Wanita itu adalah seorang pria sejati
- keren989
- 0
Saya telah menjadi seorang pria sejati begitu lama.
Saya membukakan pintu untuk orang – pintu kantor, pintu mobil, pintu secara umum. Saya mendahului orang-orang di tangga atau membiarkan mereka menaiki tangga terlebih dahulu (bagaimanapun juga, jika mereka jatuh, mereka akan menimpa saya). Saya juga dapat berjalan-jalan dengan seorang teman dan menjaga diri saya tetap berada di luar trotoar (terkena lalu lintas) tidak peduli berapa kali kami menyeberang jalan. Dan saya melakukannya dengan sangat lancar sehingga saya tidak melewatkan satu kata pun dari percakapan tersebut. Saya memberikan tangan saya kepada orang-orang jika ada langkah kecil yang harus diambil. Saya juga menyerahkan tempat duduk saya di bus.
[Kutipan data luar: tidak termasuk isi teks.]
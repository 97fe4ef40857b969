//! Triangle Meshes

use std::mem::size_of;
use std::sync::Arc;
use wavefront_core::error::*;
use wavefront_core::geometry::*;
use wavefront_core::interaction::*;
use wavefront_core::sampling::*;
use wavefront_core::shape::*;

/// A mesh of triangles. Each triangle is one primitive; its parametric
/// coordinates are the barycentric weights of the second and third vertex.
/// Surface points carry the interpolated texture coordinates when the mesh
/// has them and the barycentric weights otherwise.
#[derive(Clone, Debug)]
pub struct TriangleMesh {
    /// Vertex positions.
    pub p: Vec<Point3f>,

    /// Per vertex shading normals; empty if the mesh has none.
    pub n: Vec<Normal3f>,

    /// Per vertex texture coordinates; empty if the mesh has none.
    pub uv: Vec<Point2f>,

    /// Vertex indices of each triangle.
    pub indices: Vec<[u32; 3]>,

    /// Running sum of triangle areas used to sample triangles by area.
    area_cdf: Vec<Float>,
}

impl TriangleMesh {
    /// Create a new `TriangleMesh`.
    ///
    /// * `p`       - Vertex positions.
    /// * `n`       - Per vertex shading normals or an empty list.
    /// * `indices` - Vertex indices of each triangle, counter-clockwise
    ///               around the front face.
    pub fn new(p: Vec<Point3f>, n: Vec<Normal3f>, indices: Vec<[u32; 3]>) -> Result<Self> {
        if indices.is_empty() {
            return Err(Error::Scene("triangle mesh has no triangles".to_string()));
        }
        if !n.is_empty() && n.len() != p.len() {
            return Err(Error::Scene(format!(
                "triangle mesh has {} normals for {} vertices",
                n.len(),
                p.len()
            )));
        }
        if let Some(bad) = indices.iter().flatten().find(|&&i| i as usize >= p.len()) {
            return Err(Error::Scene(format!(
                "triangle mesh vertex index {} out of range [0, {})",
                bad,
                p.len()
            )));
        }

        let mut mesh = Self {
            p,
            n,
            uv: vec![],
            indices,
            area_cdf: vec![],
        };
        let mut sum = 0.0;
        mesh.area_cdf = (0..mesh.indices.len())
            .map(|i| {
                sum += mesh.triangle_area(i);
                sum
            })
            .collect();

        debug!(
            "Triangle mesh with {} vertices and {} triangles",
            mesh.p.len(),
            mesh.indices.len()
        );
        Ok(mesh)
    }

    /// Create a quad from 4 corners given counter-clockwise around the front
    /// face.
    ///
    /// * `p0` - First corner.
    /// * `p1` - Second corner.
    /// * `p2` - Third corner.
    /// * `p3` - Fourth corner.
    /// Texture coordinates run from (0, 0) at `p0` to (1, 1) at `p2`.
    pub fn quad(p0: Point3f, p1: Point3f, p2: Point3f, p3: Point3f) -> Result<Self> {
        Self::new(vec![p0, p1, p2, p3], vec![], vec![[0, 1, 2], [0, 2, 3]])?.with_uv(vec![
            Point2f::new(0.0, 0.0),
            Point2f::new(1.0, 0.0),
            Point2f::new(1.0, 1.0),
            Point2f::new(0.0, 1.0),
        ])
    }

    /// Sets per vertex texture coordinates.
    ///
    /// * `uv` - One texture coordinate per vertex.
    pub fn with_uv(self, uv: Vec<Point2f>) -> Result<Self> {
        if uv.len() != self.p.len() {
            return Err(Error::Scene(format!(
                "triangle mesh has {} texture coordinates for {} vertices",
                uv.len(),
                self.p.len()
            )));
        }
        Ok(Self { uv, ..self })
    }

    /// Returns the mesh as a shared `Shape`.
    pub fn into_arc(self) -> ArcShape {
        Arc::new(self)
    }

    /// Returns the vertices of a triangle.
    ///
    /// * `prim` - Triangle index.
    #[inline]
    fn vertices(&self, prim: usize) -> [Point3f; 3] {
        let [i0, i1, i2] = self.indices[prim];
        [
            self.p[i0 as usize],
            self.p[i1 as usize],
            self.p[i2 as usize],
        ]
    }

    /// Returns the area of a triangle.
    ///
    /// * `prim` - Triangle index.
    fn triangle_area(&self, prim: usize) -> Float {
        let [p0, p1, p2] = self.vertices(prim);
        0.5 * (p1 - p0).cross(&(p2 - p0)).length()
    }

    /// Returns the geometric and shading normal at barycentric coordinates.
    ///
    /// * `prim` - Triangle index.
    /// * `b1`   - Weight of the second vertex.
    /// * `b2`   - Weight of the third vertex.
    fn normals(&self, prim: usize, b1: Float, b2: Float) -> (Normal3f, Normal3f) {
        let [p0, p1, p2] = self.vertices(prim);
        let ng = (p1 - p0).cross(&(p2 - p0)).normalize();
        if self.n.is_empty() {
            return (ng, ng);
        }

        let [i0, i1, i2] = self.indices[prim];
        let b0 = 1.0 - b1 - b2;
        let ns = self.n[i0 as usize] * b0 + self.n[i1 as usize] * b1 + self.n[i2 as usize] * b2;
        if ns.length_squared() > 0.0 {
            (ng, ns.normalize())
        } else {
            (ng, ng)
        }
    }
}

impl Shape for TriangleMesh {
    fn prim_count(&self) -> usize {
        self.indices.len()
    }

    fn prim_bounds(&self, prim: u32) -> Bounds3f {
        let [p0, p1, p2] = self.vertices(prim as usize);
        Bounds3f::new(p0, p1).union(&p2)
    }

    /// Watertight ray-triangle intersection.
    fn intersect_prim(&self, prim: u32, ray: &Ray) -> Option<(Float, Point2f)> {
        let [p0, p1, p2] = self.vertices(prim as usize);

        // Translate vertices based on ray origin.
        let mut p0t = p0 - ray.o;
        let mut p1t = p1 - ray.o;
        let mut p2t = p2 - ray.o;

        // Permute components of triangle vertices and ray direction.
        let kz = ray.d.abs().max_dimension();
        let kx = kz + 1;
        let ky = kx + 1;
        let d = ray.d.permute(kx, ky, kz);
        p0t = p0t.permute(kx, ky, kz);
        p1t = p1t.permute(kx, ky, kz);
        p2t = p2t.permute(kx, ky, kz);

        // Apply shear transformation to translated vertex positions.
        let sx = -d.x / d.z;
        let sy = -d.y / d.z;
        let sz = 1.0 / d.z;
        p0t.x += sx * p0t.z;
        p0t.y += sy * p0t.z;
        p1t.x += sx * p1t.z;
        p1t.y += sy * p1t.z;
        p2t.x += sx * p2t.z;
        p2t.y += sy * p2t.z;

        // Compute edge function coefficients e0, e1, e2.
        let mut e0 = p1t.x * p2t.y - p1t.y * p2t.x;
        let mut e1 = p2t.x * p0t.y - p2t.y * p0t.x;
        let mut e2 = p0t.x * p1t.y - p0t.y * p1t.x;

        // Fallback to double-precision test at triangle edges.
        if size_of::<Float>() == size_of::<f32>() && (e0 == 0.0 || e1 == 0.0 || e2 == 0.0) {
            e0 = ((p1t.x as f64) * (p2t.y as f64) - (p1t.y as f64) * (p2t.x as f64)) as Float;
            e1 = ((p2t.x as f64) * (p0t.y as f64) - (p2t.y as f64) * (p0t.x as f64)) as Float;
            e2 = ((p0t.x as f64) * (p1t.y as f64) - (p0t.y as f64) * (p1t.x as f64)) as Float;
        }

        // Perform triangle edge and determinant tests.
        if (e0 < 0.0 || e1 < 0.0 || e2 < 0.0) && (e0 > 0.0 || e1 > 0.0 || e2 > 0.0) {
            return None;
        }
        let det = e0 + e1 + e2;
        if det == 0.0 {
            return None;
        }

        // Compute scaled hit distance and test against the ray's range.
        p0t.z *= sz;
        p1t.z *= sz;
        p2t.z *= sz;
        let t_scaled = e0 * p0t.z + e1 * p1t.z + e2 * p2t.z;
        if det < 0.0 && (t_scaled >= ray.t_min * det || t_scaled < ray.t_max * det) {
            return None;
        } else if det > 0.0 && (t_scaled <= ray.t_min * det || t_scaled > ray.t_max * det) {
            return None;
        }

        let inv_det = 1.0 / det;
        let b1 = e1 * inv_det;
        let b2 = e2 * inv_det;
        let t = t_scaled * inv_det;

        // Ensure that computed triangle `t` is conservatively greater than zero.
        let max_z_t = Vector3f::new(p0t.z, p1t.z, p2t.z).abs().max_component();
        let delta_z = gamma(3) * max_z_t;
        let max_x_t = Vector3f::new(p0t.x, p1t.x, p2t.x).abs().max_component();
        let max_y_t = Vector3f::new(p0t.y, p1t.y, p2t.y).abs().max_component();
        let delta_x = gamma(5) * (max_x_t + max_z_t);
        let delta_y = gamma(5) * (max_y_t + max_z_t);
        let delta_e = 2.0 * (gamma(2) * max_x_t * max_y_t + delta_y * max_x_t + delta_x * max_y_t);
        let max_e = Vector3f::new(e0, e1, e2).abs().max_component();
        let delta_t = 3.0
            * (gamma(3) * max_e * max_z_t + delta_e * max_z_t + delta_z * max_e)
            * inv_det.abs();
        if t <= delta_t {
            return None;
        }

        Some((t, Point2f::new(b1, b2)))
    }

    fn surface_point(&self, prim: u32, uv: &Point2f) -> SurfacePoint {
        let [p0, p1, p2] = self.vertices(prim as usize);
        let (b1, b2) = (uv.x, uv.y);
        let p = p0 * (1.0 - b1 - b2) + p1 * b1 + p2 * b2;
        let (ng, n) = self.normals(prim as usize, b1, b2);
        let tex = if self.uv.is_empty() {
            *uv
        } else {
            let [i0, i1, i2] = self.indices[prim as usize];
            self.uv[i0 as usize] * (1.0 - b1 - b2) + self.uv[i1 as usize] * b1 + self.uv[i2 as usize] * b2
        };
        SurfacePoint {
            p,
            ng,
            n,
            uv: tex,
            ..Default::default()
        }
    }

    fn area(&self) -> Float {
        self.area_cdf.last().copied().unwrap_or(0.0)
    }

    fn sample(&self, u_prim: Float, u: &Point2f) -> ShapeSample {
        let target = u_prim * self.area();
        let prim = self
            .area_cdf
            .partition_point(|&c| c <= target)
            .min(self.indices.len() - 1);

        let b = uniform_sample_triangle(u);
        let uv = Point2f::new(b.y, 1.0 - b.x - b.y);
        let sp = self.surface_point(prim as u32, &uv);
        ShapeSample {
            p: sp.p,
            n: sp.ng,
            pdf: 1.0 / self.area(),
        }
    }

    fn is_triangle_mesh(&self) -> bool {
        true
    }
}

#[cfg(test)]
mod tests {
    use super::*;
    use float_cmp::approx_eq;
    use proptest::prelude::*;

    fn unit_quad() -> TriangleMesh {
        TriangleMesh::quad(
            Point3f::new(0.0, 0.0, 0.0),
            Point3f::new(1.0, 0.0, 0.0),
            Point3f::new(1.0, 1.0, 0.0),
            Point3f::new(0.0, 1.0, 0.0),
        )
        .unwrap()
    }

    fn first_hit(mesh: &TriangleMesh, ray: &Ray) -> Option<(u32, Float, Point2f)> {
        (0..mesh.prim_count() as u32)
            .filter_map(|prim| mesh.intersect_prim(prim, ray).map(|(t, uv)| (prim, t, uv)))
            .min_by(|a, b| a.1.total_cmp(&b.1))
    }

    #[test]
    fn quad_has_unit_area_and_faces_up() {
        let quad = unit_quad();
        assert!(approx_eq!(f32, quad.area(), 1.0, epsilon = 1e-6));
        let sp = quad.surface_point(0, &Point2f::new(0.2, 0.2));
        assert_eq!(sp.ng, Normal3f::new(0.0, 0.0, 1.0));
    }

    #[test]
    fn bad_indices_are_rejected() {
        let p = vec![Point3f::zero(); 3];
        assert!(TriangleMesh::new(p.clone(), vec![], vec![[0, 1, 3]]).is_err());
        assert!(TriangleMesh::new(p.clone(), vec![], vec![]).is_err());
        let mesh = TriangleMesh::new(p, vec![], vec![[0, 1, 2]]).unwrap();
        assert!(mesh.with_uv(vec![Point2f::new(0.0, 0.0)]).is_err());
    }

    #[test]
    fn ray_behind_quad_misses() {
        let ray = Ray::new(Point3f::new(0.5, 0.5, 1.0), Vector3f::new(0.0, 0.0, 1.0));
        assert!(first_hit(&unit_quad(), &ray).is_none());
    }

    proptest! {
        #[test]
        fn hit_point_matches_surface_point(x in 0.01f32..0.99, y in 0.01f32..0.99) {
            let quad = unit_quad();
            let ray = Ray::new(Point3f::new(x, y, 2.0), Vector3f::new(0.0, 0.0, -1.0));
            let (prim, t, uv) = first_hit(&quad, &ray).unwrap();
            prop_assert!((t - 2.0).abs() < 1e-5);
            let sp = quad.surface_point(prim, &uv);
            prop_assert!((sp.p - Point3f::new(x, y, 0.0)).length() < 1e-5);

            // The unit quad's texture coordinates match its positions.
            prop_assert!((sp.uv.x - x).abs() < 1e-5 && (sp.uv.y - y).abs() < 1e-5);
        }

        #[test]
        fn samples_lie_on_quad(w in 0.0f32..1.0, u in 0.0f32..1.0, v in 0.0f32..1.0) {
            let s = unit_quad().sample(w, &Point2f::new(u, v));
            prop_assert!(s.p.z.abs() < 1e-6);
            prop_assert!(s.p.x >= -1e-6 && s.p.x <= 1.0 + 1e-6);
            prop_assert!(s.p.y >= -1e-6 && s.p.y <= 1.0 + 1e-6);
        }
    }
}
Saya tahu saya tahu. Saya seorang wanita jadi saya tidak boleh melakukan hal-hal yang sopan ini, bukan? Saya harus bertindak seperti seorang wanita. Ya, didikan saya (merawat bibi yang obsesif) memberi kesan kepada saya bahwa sopan santun adalah sebuah permainan, dan setiap pemain mengetahui aturan untuk dirinya sendiri dan orang lain. Kalian harus tahu apa yang seharusnya dilakukan pria itu, kata bibiku, agar kalian berdua bergerak bersama dengan anggun dan sopan.
Namun mengetahui bagaimana seorang pria sejati harus bertindak sehingga Anda tidak menghalangi tindakannya adalah satu hal, dan benar-benar melakukan hal-hal ini adalah satu hal. Dan, seperti yang saya katakan, saya sama sekali bukan seorang wanita. Saya adalah seorang pria terhormat.
Apakah saya tiba-tiba menyatakan keinginan untuk menjadi transgender dan mengubah identitas gender saya? Ya, tidak. Namun, saya menganggapnya sebagai bagian dari perilaku yang baik untuk tidak menebak-nebak siapa pun tentang identitas gender yang mereka nyatakan dan pilihan mereka. Apakah ini semacam permainan kebenaran politik feminis, yang dimaksudkan untuk mempermalukan laki-laki sopan yang memiliki bibi seperti saya? Tidak terlalu. Hanya saja, sikap sopan santun selalu masuk akal bagiku.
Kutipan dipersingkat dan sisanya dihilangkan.